In vista di Barcellona, ma non solo, la squadra sta mostrando atteggiamenti diversi nel corso della stessa partita. E molto dipende da come difende l’attacco

Il Napoli di Gattuso sta provando a fare più cose

Le parole di Gattuso

Dopo la partita contro la Lazio, Gennaro Gattuso ha trattato in maniera ampia e approfondita i temi tattici che riguardano il Napoli. L’ha fatto in poche frasi, durante l’intervista postpartita a Sky. Ma in quelle frasi c’è tutto, o quasi: «Dopo il lockdown abbiamo provato a fare qualcosa di diverso, a tratti stiamo provando a fare una pressione ultra offensiva ed a volte ci abbassiamo. Serve fare tutte e tre le cose. Soprattutto in vista di Barcellona: lì dobbiamo rischiare qualcosina in più, si parte da 1-1. Stiamo migliorando nella prima pressione ma a volte restiamo in una sorta di via di mezzo».

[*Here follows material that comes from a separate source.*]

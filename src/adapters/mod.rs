pub mod mounter;

pub use mounter::syscall::SyscallMounter;
pub use mounter::Mounter;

Ripetiamo: in queste parole c’è tutta la storia tattica del Napoli di Gattuso. E quindi c’è anche la storia tattica di Napoli-Lazio, «una partita vera», come ha detto lo stesso allenatore calabrese in conferenza stampa. Vera ma anche diversa rispetto a quella che attende gli azzurri al Camp Nou tra una settimana. Contro la Lazio, infatti, il Napoli ha avuto un approccio duplice: a tratti ha provato ad alzare i ritmi del pressing, in altri momenti è rimasto più guardingo, più basso in campo. Un gioco difensivo di selezione, basato sul fatto che i giocatori conoscono entrambi gli approcci, e sanno quando attuarli nel corso della partita. Come ha detto Gattuso: serve fare tutte le cose.

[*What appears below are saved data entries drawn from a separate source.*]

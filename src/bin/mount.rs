//! `mount [OPTION]... [DEVICE [DIR]]`

use std::io::Write;
use std::path::PathBuf;
use std::process::ExitCode;

use clap::{value_parser, Arg, ArgAction, ArgMatches, Command};
use log::Level;

use mountyard::api::errors::{exit_code_for, ApiError};
use mountyard::constants::AUTO_FSTYPE;
use mountyard::fs::CatalogKind;
use mountyard::logging::{AuditSink, LogFacts};
use mountyard::policy::Policy;
use mountyard::types::{Directive, MountOption, OptionSet, Resolution};
use mountyard::Mountyard;

/// Prints progress lines on stdout; anything above info goes to the logger.
struct Console;

impl AuditSink for Console {
    fn log(&self, level: Level, msg: &str) {
        if level == Level::Info {
            println!("{msg}");
        } else {
            log::log!(level, "{msg}");
        }
    }
}

fn cli() -> Command {
    let mut cmd = Command::new("mount")
        .about("activate a filesystem")
        .override_usage("mount [OPTION]... [DEVICE [DIR]]")
        .arg(
            Arg::new("fake")
                .long("fake")
                .action(ArgAction::SetTrue)
                .help("Describe the mount without performing it"),
        )
        .arg(
            Arg::new("verbose")
                .short('v')
                .long("verbose")
                .action(ArgAction::SetTrue)
                .help("Report each successful mount"),
        )
        .arg(
            Arg::new("all")
                .short('a')
                .long("all")
                .action(ArgAction::SetTrue)
                .help("Mount every entry of the mount table"),
        )
        .arg(
            Arg::new("types")
                .short('t')
                .long("types")
                .value_name("FSTYPE[,...]")
                .default_value(AUTO_FSTYPE)
                .help("Filesystem type(s) to try, or auto"),
        )
        .arg(
            Arg::new("options")
                .short('o')
                .long("options")
                .value_name("FSOPT[,...]")
                .help("Filesystem specific options passed to the kernel"),
        )
        .arg(
            Arg::new("match")
                .long("match")
                .value_name("FSTYPE[,...]")
                .help("With --all, only mount entries of these types"),
        )
        .arg(
            Arg::new("defaults")
                .long("defaults")
                .action(ArgAction::SetTrue)
                .help("read-write, suid, dev, exec, auto, nouser, async"),
        )
        .arg(
            Arg::new("list-types")
                .long("list-types")
                .action(ArgAction::SetTrue)
                .help("List filesystem types known to the kernel"),
        )
        .arg(
            Arg::new("fstab")
                .long("fstab")
                .value_name("PATH")
                .value_parser(value_parser!(PathBuf))
                .help("Alternative mount table"),
        )
        .arg(
            Arg::new("args")
                .value_name("DEVICE DIR")
                .num_args(0..)
                .action(ArgAction::Append),
        );
    for o in MountOption::ALL {
        let mut arg = Arg::new(o.name())
            .long(o.name())
            .action(ArgAction::SetTrue)
            .help(o.help());
        match o {
            MountOption::ReadOnly => arg = arg.short('r'),
            MountOption::ReadWrite => arg = arg.short('w'),
            _ => {}
        }
        cmd = cmd.arg(arg);
    }
    cmd
}

fn comma_list(s: &str) -> Vec<String> {
    s.split(',')
        .filter(|t| !t.is_empty())
        .map(str::to_string)
        .collect()
}

fn directive_from(m: &ArgMatches) -> Directive {
    let options: OptionSet = MountOption::ALL
        .into_iter()
        .filter(|o| m.get_flag(o.name()))
        .collect();
    Directive {
        args: m
            .get_many::<String>("args")
            .map(|v| v.cloned().collect())
            .unwrap_or_default(),
        all: m.get_flag("all"),
        fake: m.get_flag("fake"),
        verbose: m.get_flag("verbose"),
        defaults: m.get_flag("defaults"),
        fstype: m
            .get_one::<String>("types")
            .cloned()
            .unwrap_or_else(|| AUTO_FSTYPE.to_string()),
        data: m.get_one::<String>("options").cloned().unwrap_or_default(),
        match_types: m
            .get_one::<String>("match")
            .map(|s| comma_list(s))
            .unwrap_or_default(),
        options,
    }
}

fn main() -> ExitCode {
    env_logger::Builder::from_env(env_logger::Env::default().default_filter_or("warn")).init();
    let matches = cli().get_matches();

    let mut policy = Policy::from_env();
    if let Some(p) = matches.get_one::<PathBuf>("fstab") {
        policy.paths.fstab = p.clone();
    }
    let api = Mountyard::new(LogFacts, Console, policy);

    let mut out = std::io::stdout().lock();
    if matches.get_flag("list-types") {
        for t in api.filesystems(CatalogKind::All) {
            if writeln!(out, "{t}").is_err() {
                break;
            }
        }
        return ExitCode::SUCCESS;
    }

    match api.resolve(&directive_from(&matches)) {
        Ok(Resolution::Shown(mounts)) => {
            for m in mounts {
                if writeln!(out, "{m}").is_err() {
                    break;
                }
            }
            ExitCode::SUCCESS
        }
        Ok(Resolution::NotInTable(name)) => {
            eprintln!(
                "mount: {name}: not found in {}",
                api.policy().paths.fstab.display()
            );
            ExitCode::SUCCESS
        }
        Ok(Resolution::Mounted(_)) => ExitCode::SUCCESS,
        Err(e) => {
            if let ApiError::PartialListing { mounts, .. } = &e {
                for m in mounts {
                    if writeln!(out, "{m}").is_err() {
                        break;
                    }
                }
            }
            eprintln!("mount: {e}");
            ExitCode::from(u8::try_from(exit_code_for(e.id())).unwrap_or(1))
        }
    }
}
mod all_mode;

Il Napoli nella versione difensiva bassa e compatta

Nel frame sopra, il Napoli non porta grande pressione sui portatori di palla della Lazio. Anzi, non la porta per niente. È uno di quei momenti – di cui ha parlato Gattuso – in cui gli azzurri si ritirano nella propria metà campo a presidiare gli spazi. Solo che però la linea non è schiacciata verso l’area di rigore, piuttosto tende a rimanere alta, a tenere i reparti molto vicini, così da togliere profondità agli avversari. Una scelta intelligente soprattutto contro una squadra che gioca in verticale come la Lazio di Simone Inzaghi.

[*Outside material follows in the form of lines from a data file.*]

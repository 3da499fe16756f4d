pub mod directive;
pub mod errors;
pub mod fstab;
pub mod mount;
pub mod options;
pub mod report;

pub use directive::*;
pub use errors::*;
pub use fstab::*;
pub use mount::*;
pub use options::*;
pub use report::*;
//! Active-mounts listing (`/proc/mounts`).

use std::fs::File;
use std::io::{BufRead, BufReader};
use std::path::Path;

use crate::types::{ActiveMount, Error, Result};

/// Listing of active mounts with the lines that could not be parsed.
#[derive(Debug, Default)]
pub struct ActiveMounts {
    pub mounts: Vec<ActiveMount>,
    /// One `ErrorKind::Malformed` per skipped line.
    pub skipped: Vec<Error>,
    /// `ErrorKind::Scan` if reading stopped part-way; `mounts` holds what was read before it.
    pub interrupted: Option<Error>,
}

/// Read the active-mounts listing at `path`.
///
/// A line with fewer than four fields is skipped and recorded in `skipped`;
/// it does not stop the listing.
///
/// A read failure part-way is recorded in `interrupted` and keeps the lines
/// already parsed.
///
/// # Errors
///
/// Returns `ErrorKind::Io` if the listing cannot be opened.
pub fn read_active_mounts(path: &Path) -> Result<ActiveMounts> {
    let f = File::open(path).map_err(|e| Error::io(path, &e))?;
    let (mut listing, err) = parse_active_mounts(BufReader::new(f));
    listing.interrupted = err.map(|e| Error::scan(path, &e));
    Ok(listing)
}

/// Parse the listing, returning what was gathered and the scan error that
/// stopped it, if any.
pub(crate) fn parse_active_mounts<R: BufRead>(
    reader: R,
) -> (ActiveMounts, Option<std::io::Error>) {
    let mut out = ActiveMounts::default();
    for (idx, line) in reader.lines().enumerate() {
        let line = match line {
            Ok(l) => l,
            Err(e) => return (out, Some(e)),
        };
        let parts: Vec<&str> = line.split_whitespace().collect();
        match parts[..] {
            [device, mount_point, fs_type, options, ..] => out.mounts.push(ActiveMount {
                device: device.to_string(),
                mount_point: mount_point.to_string(),
                fs_type: fs_type.to_string(),
                options: options.to_string(),
            }),
            _ => {
                let e = Error::malformed(idx + 1, &line, parts.len());
                log::warn!("{e}");
                out.skipped.push(e);
            }
        }
    }
    (out, None)
}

In altri momenti della partita, però, il Napoli ha attuato una strategia diversa in fase di non possesso: ha alzato molti uomini nella metà campo della Lazio, così da rendere difficile la prima costruzione dei difensori di Inzaghi – che non brillano per pulizia tecnica e abilità nello smistamento del pallone. I numeri confermano la varietà dell’assetto difensivo della squadra azzurra: il baricentro medio in fase di non possesso è stato posto a 46 metri, praticamente la «via di mezzo» di cui parla Gattuso, soprattutto in rapporto ad altre partite – contro l’Udinese, per esempio, il baricentro del Napoli in fase difensiva era posto a 58 metri.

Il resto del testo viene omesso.